19 Dearly beloved, avenge not yourselves, but rather give place unto wrath: for it is written, Vengeance is mine; I will repay, saith the Lord.

20 Therefore if thine enemy hunger, feed him; if he thirst, give him drink: for in so doing thou shalt heap coals of fire on his head.

This is one of the greatest principles you will find in the Word of God, yet it is the most difficult thing for a child of God to do. When somebody hits you on one cheek, it is difficult to turn the other cheek. I am like the Irishman who was hit on one cheek, and he got up and turned the other cheek. This time the fellow hit him so hard, he knocked him down. Then the Irishman got up and beat the stuffings out of the other fellow. Somebody asked him, “Why in the world did you do that? You turned the other cheek; why didn’t you leave it like that?” “Well,” he said, “the Bible says to turn your cheek, and I had only one other cheek to turn. The Lord didn’t tell me what to do after that, so I did what I thought I ought to do.” That is what most of us do. We find it difficult not to hit back. But the minute you and I take the matter into our own hands and attempt to work the thing out by hitting back as hard as we can, we have taken the matter out of God’s control, and we are no longer walking by faith. God is saying to us, “You walk by faith with Me, and let Me handle the matter for you, because I will handle it in a just manner. If this person has injured you, I’ll take care of him.” You and I can turn these matters over to the Lord, and we ought to do that. I can tell you what to do, but I confess that I find it most difficult to do myself. But there have been one or two times when I have turned it over to the Lord, and I have been amazed at how well He handled it. He does it a lot better than I do it.

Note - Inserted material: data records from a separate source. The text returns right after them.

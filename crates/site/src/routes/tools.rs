//! Tool directory route handlers.

use askama::Template;
use askama_web::WebTemplate;
use axum::{
    extract::{Path, Query, State},
    response::IntoResponse,
};
use serde::Deserialize;
use tracing::instrument;

use crate::catalog::{Catalog, Category, Tool};
use crate::directory::{ALL, DirectoryCriteria, FlagFilter, SortKey, filter_tools};
use crate::error::{AppError, Result};
use crate::filters;
use crate::state::AppState;

/// Tool card display data for templates.
///
/// Shared by the directory grid and the home page sections.
#[derive(Clone)]
pub struct ToolCardView {
    pub slug: String,
    pub name: String,
    pub logo_url: String,
    pub rating: String,
    pub category_name: String,
    pub short_description: String,
    /// First two feature badges.
    pub lead_features: Vec<String>,
    /// How many features the `+N` badge stands for.
    pub extra_features: usize,
    pub pricing_label: &'static str,
    pub pricing_class: &'static str,
}

impl ToolCardView {
    pub fn new(tool: &Tool, catalog: &Catalog) -> Self {
        Self {
            slug: tool.slug.to_string(),
            name: tool.name.clone(),
            logo_url: tool.logo_url.clone(),
            rating: format_rating(tool.rating),
            category_name: catalog.category_name(&tool.category).to_string(),
            short_description: tool.short_description.clone(),
            lead_features: tool.features.iter().take(2).cloned().collect(),
            extra_features: tool.features.len().saturating_sub(2),
            pricing_label: tool.pricing.label(),
            pricing_class: tool.pricing.as_str(),
        }
    }
}

/// Tool detail display data for templates.
#[derive(Clone)]
pub struct ToolDetailView {
    pub slug: String,
    pub name: String,
    pub logo_url: String,
    pub rating: String,
    pub review_count: String,
    pub category_slug: String,
    pub category_name: String,
    pub short_description: String,
    pub description: String,
    pub features: Vec<String>,
    pub pros: Vec<String>,
    pub cons: Vec<String>,
    /// Sidebar price line; falls back when no detail string is set.
    pub price_display: String,
    pub official_url: String,
    pub affiliate_url: Option<String>,
    pub pricing_label: &'static str,
    pub pricing_class: &'static str,
}

impl ToolDetailView {
    fn new(tool: &Tool, catalog: &Catalog) -> Self {
        Self {
            slug: tool.slug.to_string(),
            name: tool.name.clone(),
            logo_url: tool.logo_url.clone(),
            rating: format_rating(tool.rating),
            review_count: format_count(tool.review_count),
            category_slug: tool.category.to_string(),
            category_name: catalog.category_name(&tool.category).to_string(),
            short_description: tool.short_description.clone(),
            description: tool.description.clone(),
            features: tool.features.clone(),
            pros: tool.pros.clone(),
            cons: tool.cons.clone(),
            price_display: tool
                .price_details
                .clone()
                .unwrap_or_else(|| "Visit website".to_string()),
            official_url: tool.official_url.clone(),
            affiliate_url: tool.affiliate_url.clone(),
            pricing_label: tool.pricing.label(),
            pricing_class: tool.pricing.as_str(),
        }
    }
}

/// Compact entry for the "Similar Tools" sidebar.
#[derive(Clone)]
pub struct RelatedToolView {
    pub slug: String,
    pub name: String,
    pub logo_url: String,
    pub rating: String,
    pub pricing_label: &'static str,
}

impl RelatedToolView {
    fn new(tool: &Tool) -> Self {
        Self {
            slug: tool.slug.to_string(),
            name: tool.name.clone(),
            logo_url: tool.logo_url.clone(),
            rating: format_rating(tool.rating),
            pricing_label: tool.pricing.label(),
        }
    }
}

/// Category entry for the filter dropdown.
#[derive(Clone)]
pub struct CategoryOptionView {
    pub slug: String,
    pub name: String,
}

impl From<&Category> for CategoryOptionView {
    fn from(category: &Category) -> Self {
        Self {
            slug: category.slug.to_string(),
            name: category.name.clone(),
        }
    }
}

/// An active filter badge with a link that clears just that filter.
#[derive(Clone)]
pub struct ActiveFilterView {
    pub label: String,
    pub clear_url: String,
}

/// Directory query parameters.
#[derive(Debug, Deserialize)]
pub struct DirectoryQuery {
    pub search: Option<String>,
    pub category: Option<String>,
    pub pricing: Option<String>,
    pub sort: Option<String>,
    pub filter: Option<String>,
}

impl DirectoryQuery {
    /// Normalize raw query parameters into directory criteria.
    fn criteria(&self) -> DirectoryCriteria {
        DirectoryCriteria {
            search: self.search.as_deref().unwrap_or("").trim().to_string(),
            category: self
                .category
                .clone()
                .unwrap_or_else(|| ALL.to_string()),
            pricing: self.pricing.clone().unwrap_or_else(|| ALL.to_string()),
            sort: self.sort.as_deref().map(SortKey::parse).unwrap_or_default(),
            flag: self.filter.as_deref().and_then(FlagFilter::parse),
        }
    }
}

/// Directory listing page template.
#[derive(Template, WebTemplate)]
#[template(path = "tools/index.html")]
pub struct ToolsIndexTemplate {
    pub total_tools: usize,
    pub total_categories: usize,
    pub shown_count: usize,
    pub tools: Vec<ToolCardView>,
    pub categories: Vec<CategoryOptionView>,
    pub search_value: String,
    pub selected_category: String,
    pub selected_pricing: String,
    pub selected_sort: SortKey,
    pub sort_options: [SortKey; 4],
    pub flag_value: String,
    pub active_filters: Vec<ActiveFilterView>,
}

/// Tool detail page template.
#[derive(Template, WebTemplate)]
#[template(path = "tools/show.html")]
pub struct ToolShowTemplate {
    pub tool: ToolDetailView,
    pub related: Vec<RelatedToolView>,
}

/// Display the directory listing with filters applied.
#[instrument(skip(state))]
pub async fn index(
    State(state): State<AppState>,
    Query(query): Query<DirectoryQuery>,
) -> impl IntoResponse {
    let catalog = state.catalog();
    let criteria = query.criteria();

    let matches = filter_tools(catalog.tools(), &criteria);
    let tools: Vec<ToolCardView> = matches
        .iter()
        .map(|tool| ToolCardView::new(tool, catalog))
        .collect();

    ToolsIndexTemplate {
        total_tools: catalog.tools().len(),
        total_categories: catalog.categories().len(),
        shown_count: tools.len(),
        tools,
        categories: catalog.categories().iter().map(Into::into).collect(),
        search_value: criteria.search.clone(),
        selected_category: criteria.category.clone(),
        selected_pricing: criteria.pricing.clone(),
        selected_sort: criteria.sort,
        sort_options: SortKey::VALUES,
        flag_value: criteria.flag.map(FlagFilter::as_str).unwrap_or("").to_string(),
        active_filters: active_filters(catalog, &criteria),
    }
}

/// Display a tool detail page.
///
/// # Errors
///
/// Returns 404 if no tool has the given slug.
#[instrument(skip(state))]
pub async fn show(
    State(state): State<AppState>,
    Path(slug): Path<String>,
) -> Result<impl IntoResponse> {
    let catalog = state.catalog();
    let tool = catalog
        .tool(&slug)
        .ok_or_else(|| AppError::NotFound(format!("/tools/{slug}")))?;

    let related = catalog
        .related_tools(tool)
        .into_iter()
        .map(RelatedToolView::new)
        .collect();

    Ok(ToolShowTemplate {
        tool: ToolDetailView::new(tool, catalog),
        related,
    })
}

/// Build the active filter badges with per-filter clear links.
fn active_filters(catalog: &Catalog, criteria: &DirectoryCriteria) -> Vec<ActiveFilterView> {
    if criteria.active_filter_count() == 0 {
        return Vec::new();
    }

    let mut cleared = criteria.clone();
    let mut badges = Vec::new();

    if criteria.category != ALL && !criteria.category.is_empty() {
        let label = catalog
            .category(&criteria.category)
            .map_or_else(|| criteria.category.clone(), |c| c.name.clone());
        cleared.category = ALL.to_string();
        badges.push(ActiveFilterView {
            label,
            clear_url: directory_url(&cleared),
        });
        cleared.category.clone_from(&criteria.category);
    }

    if criteria.pricing != ALL && !criteria.pricing.is_empty() {
        cleared.pricing = ALL.to_string();
        badges.push(ActiveFilterView {
            label: capitalize(&criteria.pricing),
            clear_url: directory_url(&cleared),
        });
        cleared.pricing.clone_from(&criteria.pricing);
    }

    if !criteria.search.is_empty() {
        cleared.search = String::new();
        badges.push(ActiveFilterView {
            label: format!("\"{}\"", criteria.search),
            clear_url: directory_url(&cleared),
        });
    }

    badges
}

/// Build a `/tools` URL carrying the non-default parts of the criteria.
fn directory_url(criteria: &DirectoryCriteria) -> String {
    let mut serializer = url::form_urlencoded::Serializer::new(String::new());
    let mut any = false;

    if !criteria.search.is_empty() {
        serializer.append_pair("search", &criteria.search);
        any = true;
    }
    if criteria.category != ALL && !criteria.category.is_empty() {
        serializer.append_pair("category", &criteria.category);
        any = true;
    }
    if criteria.pricing != ALL && !criteria.pricing.is_empty() {
        serializer.append_pair("pricing", &criteria.pricing);
        any = true;
    }
    if criteria.sort != SortKey::default() {
        serializer.append_pair("sort", criteria.sort.as_str());
        any = true;
    }
    if let Some(flag) = criteria.flag {
        serializer.append_pair("filter", flag.as_str());
        any = true;
    }

    if any {
        format!("/tools?{}", serializer.finish())
    } else {
        "/tools".to_string()
    }
}

/// Format a rating with one decimal place ("4.8").
fn format_rating(rating: f32) -> String {
    format!("{rating:.1}")
}

/// Format a review count with thousands separators ("12,453").
fn format_count(count: u32) -> String {
    let digits = count.to_string();
    let mut out = String::with_capacity(digits.len() + digits.len() / 3);
    for (i, ch) in digits.chars().enumerate() {
        if i > 0 && (digits.len() - i) % 3 == 0 {
            out.push(',');
        }
        out.push(ch);
    }
    out
}

/// Uppercase the first character ("freemium" -> "Freemium").
fn capitalize(s: &str) -> String {
    let mut chars = s.chars();
    chars.next().map_or_else(String::new, |first| {
        first.to_uppercase().collect::<String>() + chars.as_str()
    })
}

21 Be not overcome of evil, but overcome evil with good.

In other words, stop being overcome of evil; overcome evil by means of good. As the believer walks through this evil world with its satanic system, he cannot fight it. If you attempt to fight this satanic system, my friend, it will whip you. You cannot adopt the same worldly tactics of hate and revenge. If you do, you can be assured of defeat.

“Overcome evil with good.” God has given the believer the “good,” which is the Holy Spirit.

 He is to walk in the Spirit. “This I say then, Walk in the Spirit, and ye shall not fulfil the lust of the flesh” (Gal. 5:16).

Paul goes on to say, “If we live in the Spirit, let us also walk in the Spirit” (Gal. 5:25).